As someone who’s had a very mild mental illness, I had this tiny inkling of what it’s like to have your mind chewing on things that are nuts and be unable to spit it out, no matter how bad it tastes.  “Can’t they, like, medicate that away now?  Can’t they sedate her, like, all the time?  She’s probably, what, schizophrenic or something?  That sounds like a story from two hundred years ago.”

“I guess not all the time.  She’s gotta eat.”

I went back inside and washed my face with warm water.  Then I went to church, walking in past the basket for palm crosses to be brought in, to be burned.
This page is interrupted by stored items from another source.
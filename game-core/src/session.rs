use game_types::{GameError, HistoryStore, RoundOutcome, RoundSettings};
use tracing::info;

use crate::{MIN_PLAYERS, RandomSource, Roster, RoundGenerator, WordBank};

/// Single-writer owner of the session state a UI shell would hold.
///
/// Each round is generated from the stored history and the returned
/// snapshot replaces it. History lives as long as the session does.
#[derive(Debug, Clone, Default)]
pub struct GameSession {
    pub roster: Roster,
    pub settings: RoundSettings,
    history: HistoryStore,
    last_round: Option<RoundOutcome>,
}

impl GameSession {
    pub fn new(roster: Roster, settings: RoundSettings) -> Self {
        Self {
            roster,
            settings,
            history: HistoryStore::new(),
            last_round: None,
        }
    }

    pub fn history(&self) -> &HistoryStore {
        &self.history
    }

    pub fn last_round(&self) -> Option<&RoundOutcome> {
        self.last_round.as_ref()
    }

    /// Generates the next round. The impostor count is clamped to what the
    /// roster allows before generation.
    pub fn start_round<R: RandomSource + ?Sized>(
        &mut self,
        word_bank: &WordBank,
        rng: &mut R,
    ) -> Result<&RoundOutcome, GameError> {
        if !self.roster.can_start() {
            return Err(GameError::invalid_configuration(format!(
                "need at least {} players to start, have {}",
                MIN_PLAYERS,
                self.roster.len()
            )));
        }

        self.settings.impostor_count = self
            .roster
            .clamp_impostor_count(self.settings.impostor_count);

        let outcome = RoundGenerator::new(word_bank).generate(
            self.roster.players(),
            &self.settings,
            &self.history,
            rng,
        )?;

        info!("Session advanced to round {}", outcome.history.round_counter);
        self.history = outcome.history.clone();
        Ok(&*self.last_round.insert(outcome))
    }

    /// Plays another round with the same roster and settings.
    pub fn replay<R: RandomSource + ?Sized>(
        &mut self,
        word_bank: &WordBank,
        rng: &mut R,
    ) -> Result<&RoundOutcome, GameError> {
        self.start_round(word_bank, rng)
    }

    /// Back to setup: drops the current round but keeps the history.
    pub fn return_to_setup(&mut self) {
        self.last_round = None;
    }
}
Mardi Gras is southern.  Southern Europe, South America, southern United States.  Although the northerners might seem to need to blow off more steam, because they’re all freezing their asses off and trapped indoors, it’s our southern friends who throw the party.  In the South, religion is life, and tradition is religion, and life is tradition, all so mixed up no one can pull out the threads without destroying the whole picture.  That’s why I like it.  And that’s why it scares me.
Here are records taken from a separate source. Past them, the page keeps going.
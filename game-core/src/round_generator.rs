use game_types::{
    GameError, GamePlayer, HINT_PREFIX, HistoryStore, IMPOSTOR_MARKER, Player, PlayerId, Round,
    RoundOutcome, RoundSettings,
};
use std::collections::HashSet;
use tracing::{debug, info};

use crate::{
    RandomSource, WordBank, are_weight, assign_troll_players, roll_scenario, select_impostors,
    troll_gate,
};

pub const MIN_PLAYERS: usize = 3;

/// Turns a roster, settings and history snapshot into the next round.
///
/// Holds no state between calls: the returned `RoundOutcome` carries the
/// history the caller must pass into the following call.
pub struct RoundGenerator<'a> {
    word_bank: &'a WordBank,
}

impl<'a> RoundGenerator<'a> {
    pub fn new(word_bank: &'a WordBank) -> Self {
        Self { word_bank }
    }

    pub fn generate<R: RandomSource + ?Sized>(
        &self,
        players: &[Player],
        settings: &RoundSettings,
        history: &HistoryStore,
        rng: &mut R,
    ) -> Result<RoundOutcome, GameError> {
        validate_round(players, settings)?;
        self.word_bank
            .validate_selection(&settings.selected_categories)?;

        let round_number = history.round_counter.checked_add(1).ok_or_else(|| {
            GameError::invalid_configuration("round counter is exhausted")
        })?;
        let is_troll = troll_gate(settings.troll_mode, history, round_number, rng);
        debug!("Round {}: troll gate {}", round_number, is_troll);

        let (round, next_history) = if is_troll {
            self.troll_round(players, settings, history, round_number, rng)?
        } else {
            self.normal_round(players, settings, history, round_number, rng)?
        };

        let starting_player = players[rng.next_index(players.len())].id;

        info!(
            "Round {} generated: {}, {} impostor(s) among {} players",
            round_number,
            round
                .troll_scenario()
                .map_or("normal", |scenario| scenario.as_str()),
            round.impostors().count(),
            players.len()
        );

        Ok(RoundOutcome {
            round,
            history: next_history,
            starting_player,
        })
    }

    fn normal_round<R: RandomSource + ?Sized>(
        &self,
        players: &[Player],
        settings: &RoundSettings,
        history: &HistoryStore,
        round_number: u32,
        rng: &mut R,
    ) -> Result<(Round, HistoryStore), GameError> {
        let (category, pair) =
            self.word_bank
                .pick_word(&settings.selected_categories, &history.last_words, rng)?;

        let weight_of = |p: &Player| are_weight(history.stats_for(&p.id), round_number);
        for player in players {
            debug!("ARE weight for {}: {:.2}", player.name, weight_of(player));
        }

        let impostor_ids: HashSet<PlayerId> =
            select_impostors(players, settings.impostor_count, weight_of, rng)
                .into_iter()
                .map(|p| p.id)
                .collect();

        let impostor_view = if settings.hint_mode {
            format!("{}{}", HINT_PREFIX, pair.hint)
        } else {
            IMPOSTOR_MARKER.to_string()
        };

        let cards = players
            .iter()
            .map(|p| {
                let score = weight_of(p);
                if impostor_ids.contains(&p.id) {
                    GamePlayer::impostor(p, &category.name, &pair.civ, impostor_view.clone(), score)
                } else {
                    GamePlayer::civil(p, &category.name, &pair.civ, score)
                }
            })
            .collect();

        let mut next = history.clone();
        next.round_counter = round_number;
        for player in players {
            let stats = next.player_stats.entry(player.id).or_default();
            if impostor_ids.contains(&player.id) {
                *stats = stats.picked_in(round_number).ok_or_else(|| {
                    GameError::invalid_configuration(format!(
                        "impostor count of {} is exhausted",
                        player.name
                    ))
                })?;
            }
        }
        next.remember_word(pair.civ.clone());

        Ok((
            Round::Normal {
                category: category.name.clone(),
                real_word: pair.civ.clone(),
                players: cards,
            },
            next,
        ))
    }

    fn troll_round<R: RandomSource + ?Sized>(
        &self,
        players: &[Player],
        settings: &RoundSettings,
        history: &HistoryStore,
        round_number: u32,
        rng: &mut R,
    ) -> Result<(Round, HistoryStore), GameError> {
        let scenario = roll_scenario(rng);
        let (category, pair) =
            self.word_bank
                .pick_word(&settings.selected_categories, &history.last_words, rng)?;
        debug!("Troll scenario {} in category {}", scenario.as_str(), category.name);

        let cards = assign_troll_players(
            scenario,
            players,
            self.word_bank,
            category,
            &pair.civ,
            settings.hint_mode,
            rng,
        )?;

        // Stats and word recency stay untouched
        let mut next = history.clone();
        next.round_counter = round_number;
        next.last_troll_round = Some(round_number);

        Ok((
            Round::Troll {
                scenario,
                category: category.name.clone(),
                real_word: pair.civ.clone(),
                players: cards,
            },
            next,
        ))
    }
}

/// Checks the caller-side preconditions: at least three players with unique
/// ids and an impostor count in `1..players.len()`.
pub fn validate_round(players: &[Player], settings: &RoundSettings) -> Result<(), GameError> {
    if players.len() < MIN_PLAYERS {
        return Err(GameError::invalid_configuration(format!(
            "need at least {} players, got {}",
            MIN_PLAYERS,
            players.len()
        )));
    }

    if settings.impostor_count == 0 || settings.impostor_count >= players.len() {
        return Err(GameError::invalid_configuration(format!(
            "impostor count must be between 1 and {}, got {}",
            players.len() - 1,
            settings.impostor_count
        )));
    }

    let mut seen = HashSet::new();
    if let Some(dup) = players.iter().find(|p| !seen.insert(p.id)) {
        return Err(GameError::invalid_configuration(format!(
            "duplicate player id {}",
            dup.id
        )));
    }

    Ok(())
}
I’ve been watching “The United States of Tara,” that show about a woman with multiple personalities.  It looked silly to me, and I disapproved of how going off medication was shown as some kind of great breakthrough.  For most people with mental illness, staying on meds is the victory, unglamorous as it is.

That said, I love a show about how a person is split, and thrown around by her contrary desires and the consequences of their adventures.  At the end of the last episode I watched, you see her character sitting in an empty classroom with her arms and the table covered with scribbles, a droop of ink hanging out of the side of her mouth, and papers scattered everywhere.  Her test has not gone well.  “I’m crazy,” she says sadly.  Less and less do I know what “crazy” means.  More and more I recognize sanity, which is not its opposite, but its best friend, the buddy who comes over and okays the turning of valves of explosive gases and the lighting of pilot lights.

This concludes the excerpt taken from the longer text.